THE PROBLEM — Where does the word "Output" show up in the data? Please find each such line and copy it.
Segment Start: DATA EXTRACT
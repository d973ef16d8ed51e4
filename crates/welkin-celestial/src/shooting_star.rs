//! Shooting star: a thin glowing streak that fires once per cycle, then
//! rests for the configured delay.
//!
//! Each cycle hashes its index into a fresh rotation and lateral offset, so
//! successive streaks cross different parts of the sky. The generator is
//! exactly zero for the whole delay window and fades out in daylight via the
//! fog-color luminance gate.

use glam::{Vec2, Vec3};

use welkin_config::ShootingStarConfig;
use welkin_math::{cycle_rand, smoothstep};

const STAR_TINT: Vec3 = Vec3::new(0.8, 0.9, 1.0);

/// Render the shooting star contribution along `view_dir`.
///
/// `fog_color` doubles as the daylight probe: bright fog (day) suppresses
/// the streak entirely.
pub fn shooting_star(
    view_dir: Vec3,
    fog_color: Vec3,
    time: f32,
    cfg: &ShootingStarConfig,
) -> Vec3 {
    let cycle = cfg.delay + cfg.period;
    let h0 = (time / cycle).floor();
    let local = time - cycle * h0;

    // Quiet for the delay, then sweep the streak phase over the period.
    let t = ((local - cfg.delay) / cfg.period).clamp(0.0, 1.0);
    let t0 = t * t;
    let mut t1 = 1.0 - t0;
    t1 *= t1;
    t1 *= t1;
    t1 *= t1;

    // Per-cycle randomized size, rotation, and skewed motion.
    let r = cycle_rand(h0);
    let a = std::f32::consts::TAU * r;
    let (sin_a, cos_a) = a.sin_cos();
    let mut uv = Vec2::new(view_dir.x, view_dir.z) * (6.0 + 4.0 * r);
    uv = Vec2::new(cos_a * uv.x + sin_a * uv.y, -sin_a * uv.x + cos_a * uv.y);
    uv.x += t1 - t;
    uv.x -= 2.0 * r + 3.5;
    uv.y += view_dir.y * 3.0;

    let glow = 1.0 - ((uv.x - 0.95).abs() * 20.0).min(1.0);
    let mut s = 1.0 - (8.0 * uv.y).abs().min(1.0);
    s *= s * s * smoothstep(-1.0 + 1.96 * t1, 0.98 - t, uv.x);
    s *= s * s * smoothstep(1.0, 0.98 - t0, uv.x);
    s *= 1.0 - t1;
    s *= 1.0 - t0;
    s *= 0.7 + 16.0 * glow * glow;
    s *= (1.0 - fog_color.x - fog_color.y - fog_color.z).max(0.0);

    s * cfg.brightness * STAR_TINT
}
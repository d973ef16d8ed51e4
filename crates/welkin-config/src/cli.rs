//! Command-line overrides for the sky pipeline configuration.

use std::path::PathBuf;

use clap::Args;

use crate::config::WelkinConfig;
use crate::error::ConfigError;
use crate::presets::Preset;

/// Configuration-level command-line arguments.
///
/// Reusable from any binary's parser via `#[command(flatten)]`; CLI values
/// override settings loaded from `welkin.ron`.
#[derive(Args, Debug, Default)]
pub struct CliArgs {
    /// Path to the config directory (overrides the default location).
    #[arg(long)]
    pub config: Option<PathBuf>,

    /// Apply a named preset after loading (lite, no-wave, no-wave-no-fog,
    /// simple-clouds, box-clouds, realistic-clouds).
    #[arg(long)]
    pub preset: Option<String>,

    /// Exposure override.
    #[arg(long)]
    pub exposure: Option<f32>,

    /// Gamma override.
    #[arg(long)]
    pub gamma: Option<f32>,

    /// Saturation override.
    #[arg(long)]
    pub saturation: Option<f32>,

    /// Log level (error, warn, info, debug, trace).
    #[arg(long)]
    pub log_level: Option<String>,
}

impl WelkinConfig {
    /// Apply CLI overrides to a loaded config.
    ///
    /// The preset (if any) is applied first so explicit flags win over it.
    pub fn apply_cli_overrides(&mut self, args: &CliArgs) -> Result<(), ConfigError> {
        if let Some(ref name) = args.preset {
            let preset: Preset = name.parse()?;
            self.apply_preset(preset);
        }
        if let Some(exposure) = args.exposure {
            self.grading.exposure = exposure;
        }
        if let Some(gamma) = args.gamma {
            self.grading.gamma = gamma;
        }
        if let Some(saturation) = args.saturation {
            self.grading.saturation = saturation;
        }
        if let Some(ref level) = args.log_level {
            self.debug.log_level = level.clone();
        }
        Ok(())
    }
}
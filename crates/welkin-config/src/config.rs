//! Configuration structs with tuned defaults and RON persistence.
//!
//! Color fields are linear RGB triples; ranges given in the field docs are
//! the artistically sane windows checked by [`WelkinConfig::validate`].

use std::path::Path;

use serde::{Deserialize, Serialize};

use crate::error::ConfigError;

/// Top-level configuration for the sky pipeline.
#[derive(Debug, Clone, Default, Serialize, Deserialize, PartialEq)]
#[serde(default)]
pub struct WelkinConfig {
    /// Output color grading.
    pub grading: GradingConfig,
    /// Terrain and torch lighting colors consumed by the frame compositor.
    pub lighting: LightingConfig,
    /// Sky gradient palette and shaping factors.
    pub sky: SkyConfig,
    /// Shooting star, galaxy, and black hole settings.
    pub celestial: CelestialConfig,
    /// Fog and mist settings consumed by the fog collaborator.
    pub fog: FogConfig,
    /// Cloud model selection consumed by the cloud collaborator.
    pub clouds: CloudConfig,
    /// Water surface settings consumed by the water collaborator.
    pub water: WaterConfig,
    /// Geometry wave settings consumed by the vertex collaborator.
    pub waves: WaveConfig,
    /// Wet ground reflection settings.
    pub reflection: ReflectionConfig,
    /// Debug/development settings.
    pub debug: DebugConfig,
}

/// Tone mapping curve applied before gamma.
#[derive(Debug, Clone, Copy, PartialEq, Eq, Serialize, Deserialize)]
pub enum ToneMapCurve {
    /// `1 - exp(-x)`: soft shoulder, never clips.
    Exponential,
    /// `x / (1 + x)`: classic Reinhard.
    Reinhard,
    /// Reinhard with a white point, preserving highlight separation.
    ExtendedReinhard,
    /// ACES filmic fit (Narkowicz).
    Aces,
}

/// Optional low/high tone tinting.
#[derive(Debug, Clone, Copy, PartialEq, Serialize, Deserialize)]
pub struct TintConfig {
    /// Tint multiplied into shadows.
    pub low: [f32; 3],
    /// Tint multiplied into highlights.
    pub high: [f32; 3],
}

/// Output color grading: tone curve, gamma, exposure, saturation, tint.
#[derive(Debug, Clone, PartialEq, Serialize, Deserialize)]
#[serde(default)]
pub struct GradingConfig {
    /// Tone mapping curve.
    pub tonemap: ToneMapCurve,
    /// Display gamma. 0.5 dark ~ 3.0 washed.
    pub gamma: f32,
    /// Linear exposure multiplier. 0.1 dim ~ 5.0 blown.
    pub exposure: f32,
    /// Saturation. 0.0 grayscale ~ 2.0 oversaturated.
    pub saturation: f32,
    /// Optional light/dark tone tinting; `None` disables the pass.
    pub tint: Option<TintConfig>,
}

impl Default for GradingConfig {
    fn default() -> Self {
        Self {
            tonemap: ToneMapCurve::Aces,
            gamma: 1.20,
            exposure: 1.65,
            saturation: 0.95,
            tint: None,
        }
    }
}
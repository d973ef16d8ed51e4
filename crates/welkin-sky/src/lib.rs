//! Sky color synthesis: resolves the per-frame zenith/horizon/edge triad from
//! the environment, renders the per-pixel gradient for the Overworld and End
//! skies, and grades the final HDR color for display.

mod grading;
mod gradient;
mod triad;

pub use grading::grade;
pub use gradient::{render_sky, spectrum};
pub use triad::SkyColorTriad;
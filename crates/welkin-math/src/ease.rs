//! Scalar easing and blending helpers shared by the sky, celestial, and
//! reflection crates.
//!
//! `smoothstep` accepts reversed edges (`edge0 > edge1`) and then eases
//! downward, matching how the gradient renderer shapes falloffs from both
//! sides of a threshold.

/// Hermite interpolation between `edge0` and `edge1`, clamped to `[0, 1]`.
///
/// Reversed edges are allowed and produce the mirrored (decreasing) curve.
pub fn smoothstep(edge0: f32, edge1: f32, x: f32) -> f32 {
    let t = ((x - edge0) / (edge1 - edge0)).clamp(0.0, 1.0);
    t * t * (3.0 - 2.0 * t)
}

/// 1.0 when `x >= edge`, else 0.0.
pub fn step(edge: f32, x: f32) -> f32 {
    if x >= edge { 1.0 } else { 0.0 }
}

/// Linear blend from `a` to `b` by `t`.
pub fn mix(a: f32, b: f32, t: f32) -> f32 {
    a + (b - a) * t
}

/// Schlick approximation of Fresnel reflectance.
///
/// `cos_angle` is the cosine of the angle between the view ray and the
/// surface normal, pre-clamped by the caller; `base_reflectance` is the
/// reflectance at normal incidence (0.02–0.05 for water and wet stone).
pub fn fresnel_schlick(cos_angle: f32, base_reflectance: f32) -> f32 {
    let c = (1.0 - cos_angle).clamp(0.0, 1.0);
    let c2 = c * c;
    base_reflectance + (1.0 - base_reflectance) * c2 * c2 * c
}

#[cfg(test)]
mod tests {
    use super::*;

    #[test]
    fn test_smoothstep_clamps_outside_edges() {
        assert_eq!(smoothstep(0.0, 1.0, -5.0), 0.0);
        assert_eq!(smoothstep(0.0, 1.0, 5.0), 1.0);
    }

    #[test]
    fn test_smoothstep_midpoint() {
        let mid = smoothstep(0.0, 1.0, 0.5);
        assert!(
            (mid - 0.5).abs() < 1e-6,
            "Hermite curve should pass through 0.5 at the midpoint, got {mid}"
        );
    }

    #[test]
    fn test_smoothstep_reversed_edges_decrease() {
        let near = smoothstep(0.6, 0.4, 0.45);
        let far = smoothstep(0.6, 0.4, 0.55);
        assert!(
            near > far,
            "Reversed edges should ease downward: f(0.45)={near} f(0.55)={far}"
        );
        assert_eq!(smoothstep(0.6, 0.4, 0.3), 1.0);
        assert_eq!(smoothstep(0.6, 0.4, 0.7), 0.0);
    }

    #[test]
    fn test_step_threshold() {
        assert_eq!(step(0.0, -0.001), 0.0);
        assert_eq!(step(0.0, 0.0), 1.0);
        assert_eq!(step(0.0, 0.001), 1.0);
    }

    #[test]
    fn test_mix_endpoints() {
        assert_eq!(mix(2.0, 6.0, 0.0), 2.0);
        assert_eq!(mix(2.0, 6.0, 1.0), 6.0);
        assert_eq!(mix(2.0, 6.0, 0.5), 4.0);
    }

    #[test]
    fn test_fresnel_grazing_angle_reflects_fully() {
        let f = fresnel_schlick(0.0, 0.03);
        assert!(
            (f - 1.0).abs() < 1e-6,
            "Grazing incidence should approach full reflectance, got {f}"
        );
    }

    #[test]
    fn test_fresnel_normal_incidence_is_base() {
        let f = fresnel_schlick(1.0, 0.03);
        assert!(
            (f - 0.03).abs() < 1e-6,
            "Normal incidence should equal base reflectance, got {f}"
        );
    }

    #[test]
    fn test_fresnel_stays_in_unit_range() {
        for i in 0..=100 {
            let cos_angle = i as f32 / 100.0;
            let f = fresnel_schlick(cos_angle, 0.03);
            assert!(
                (0.0..=1.0).contains(&f),
                "Fresnel at cos={cos_angle} left [0, 1]: {f}"
            );
        }
    }
}
//! Domain types for the warehouse operations workflows

pub mod catalog;
pub mod entry;
pub mod inventory;
pub mod label;
pub mod notification;
pub mod package;
pub mod reexpedicion;

pub use catalog::*;
pub use entry::*;
pub use inventory::*;
pub use label::*;
pub use notification::*;
pub use package::*;
pub use reexpedicion::*;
Segment End: DATA EXTRACT
ANSWER TO THE PROBLEM —
    /// Output color grading.
/// Output color grading: tone curve, gamma, exposure, saturation, tint.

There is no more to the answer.